Start of Block

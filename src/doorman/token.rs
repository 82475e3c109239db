//! Bearer token issuance and verification.
//!
//! HS256 over a server-held secret, claims carry the account id and username
//! and a 10 day expiry. The service refuses to start without a secret; there
//! is no fallback key.

use chrono::{Duration, Utc};
use jsonwebtoken::{decode, encode, errors::ErrorKind, DecodingKey, EncodingKey, Header, Validation};
use secrecy::{ExposeSecret, SecretString};
use serde::{Deserialize, Serialize};
use thiserror::Error;
use uuid::Uuid;

const TOKEN_TTL_DAYS: i64 = 10;

#[derive(Debug, Error, PartialEq, Eq)]
pub enum TokenError {
    #[error("access token secret is not configured")]
    MissingSecret,

    #[error("token expired")]
    Expired,

    #[error("invalid token")]
    Invalid,
}

/// Identity claims embedded in every issued token.
#[derive(Debug, Clone, Serialize, Deserialize, PartialEq, Eq)]
pub struct Claims {
    pub sub: Uuid,
    pub username: String,
    pub iat: i64,
    pub exp: i64,
}

#[derive(Clone)]
pub struct TokenService {
    encoding: EncodingKey,
    decoding: DecodingKey,
    validation: Validation,
}

impl std::fmt::Debug for TokenService {
    fn fmt(&self, f: &mut std::fmt::Formatter<'_>) -> std::fmt::Result {
        f.debug_struct("TokenService").finish_non_exhaustive()
    }
}

impl TokenService {
    /// Build the service from the configured signing secret.
    ///
    /// # Errors
    /// Returns `TokenError::MissingSecret` for an empty secret. Falling back
    /// to a default key would silently break token integrity across restarts.
    pub fn new(secret: &SecretString) -> Result<Self, TokenError> {
        let secret = secret.expose_secret();
        if secret.trim().is_empty() {
            return Err(TokenError::MissingSecret);
        }

        Ok(Self {
            encoding: EncodingKey::from_secret(secret.as_bytes()),
            decoding: DecodingKey::from_secret(secret.as_bytes()),
            validation: Validation::default(),
        })
    }

    /// Sign `{sub, username}` claims with a 10 day expiry.
    ///
    /// # Errors
    /// Returns `TokenError::Invalid` if signing fails.
    pub fn issue(&self, id: Uuid, username: &str) -> Result<String, TokenError> {
        self.issue_with_ttl(id, username, Duration::days(TOKEN_TTL_DAYS))
    }

    pub(crate) fn issue_with_ttl(
        &self,
        id: Uuid,
        username: &str,
        ttl: Duration,
    ) -> Result<String, TokenError> {
        let now = Utc::now();
        let claims = Claims {
            sub: id,
            username: username.to_string(),
            iat: now.timestamp(),
            exp: (now + ttl).timestamp(),
        };

        encode(&Header::default(), &claims, &self.encoding).map_err(|_| TokenError::Invalid)
    }

    /// Validate signature and expiry, returning the embedded claims.
    ///
    /// # Errors
    /// `TokenError::Expired` past the embedded expiry, `TokenError::Invalid`
    /// for anything else (bad signature, malformed token). Callers message
    /// the two differently: re-login versus malformed request.
    pub fn verify(&self, token: &str) -> Result<Claims, TokenError> {
        decode::<Claims>(token, &self.decoding, &self.validation)
            .map(|data| data.claims)
            .map_err(|err| match err.kind() {
                ErrorKind::ExpiredSignature => TokenError::Expired,
                _ => TokenError::Invalid,
            })
    }
}
use crate::cli::actions::Action;
use crate::doorman;
use anyhow::Result;

/// Handle the server action
pub async fn handle(action: Action) -> Result<()> {
    match action {
        Action::Server { port, dsn, globals } => {
            doorman::new(port, dsn, globals).await?;
        }
    }

    Ok(())
}
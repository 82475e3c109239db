use axum::{
    http::HeaderMap,
    response::{IntoResponse, Json},
};
use serde_json::json;

// axum handler for health
#[utoipa::path(
    get,
    path = "/health",
    responses(
        (status = 200, description = "Service is up", content_type = "application/json"),
    ),
    tag = "health"
)]
pub async fn health() -> impl IntoResponse {
    let body = Json(json!({
        "name": env!("CARGO_PKG_NAME"),
        "version": env!("CARGO_PKG_VERSION"),
    }));

    let mut headers = HeaderMap::new();

    if let Ok(value) = format!(
        "{}:{}",
        env!("CARGO_PKG_NAME"),
        env!("CARGO_PKG_VERSION")
    )
    .parse()
    {
        headers.insert("X-App", value);
    }

    (headers, body)
}

#[cfg(test)]
mod tests {
    use super::*;
    use axum::http::StatusCode;

    #[tokio::test]
    async fn test_health() {
        let response = health().await.into_response();

        assert_eq!(response.status(), StatusCode::OK);
        assert_eq!(
            response.headers().get("X-App").and_then(|v| v.to_str().ok()),
            Some(concat!(env!("CARGO_PKG_NAME"), ":", env!("CARGO_PKG_VERSION")))
        );
    }
}
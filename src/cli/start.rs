use crate::cli::{actions::Action, commands, dispatch::handler};
use anyhow::Result;
use tracing_subscriber::{fmt, layer::SubscriberExt, EnvFilter, Registry};

/// Start the CLI
pub fn start() -> Result<Action> {
    let matches = commands::new().get_matches();

    let verbosity_level = match matches.get_one::<u8>("verbosity").map_or(0, |&v| v) {
        0 => tracing::Level::ERROR,
        1 => tracing::Level::WARN,
        2 => tracing::Level::INFO,
        3 => tracing::Level::DEBUG,
        _ => tracing::Level::TRACE,
    };

    let fmt_layer = fmt::layer()
        .with_file(true)
        .with_line_number(true)
        .with_thread_ids(true)
        .with_target(false);

    // RUST_LOG=
    let env_filter = EnvFilter::builder()
        .with_default_directive(verbosity_level.into())
        .from_env_lossy();

    let subscriber = Registry::default().with(fmt_layer).with(env_filter);

    tracing::subscriber::set_global_default(subscriber)?;

    let action = handler(&matches)?;

    Ok(action)
}
pub mod actions;
pub mod commands;
pub mod dispatch;
pub mod globals;
pub mod start;

pub use self::start::start;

End of Block

## What you need to do
If a line in the entries includes the word "Returns", copy that line out.

## Task answer
    /// Returns `TokenError::MissingSecret` for an empty secret. Falling back
    /// Returns `TokenError::Invalid` if signing fails.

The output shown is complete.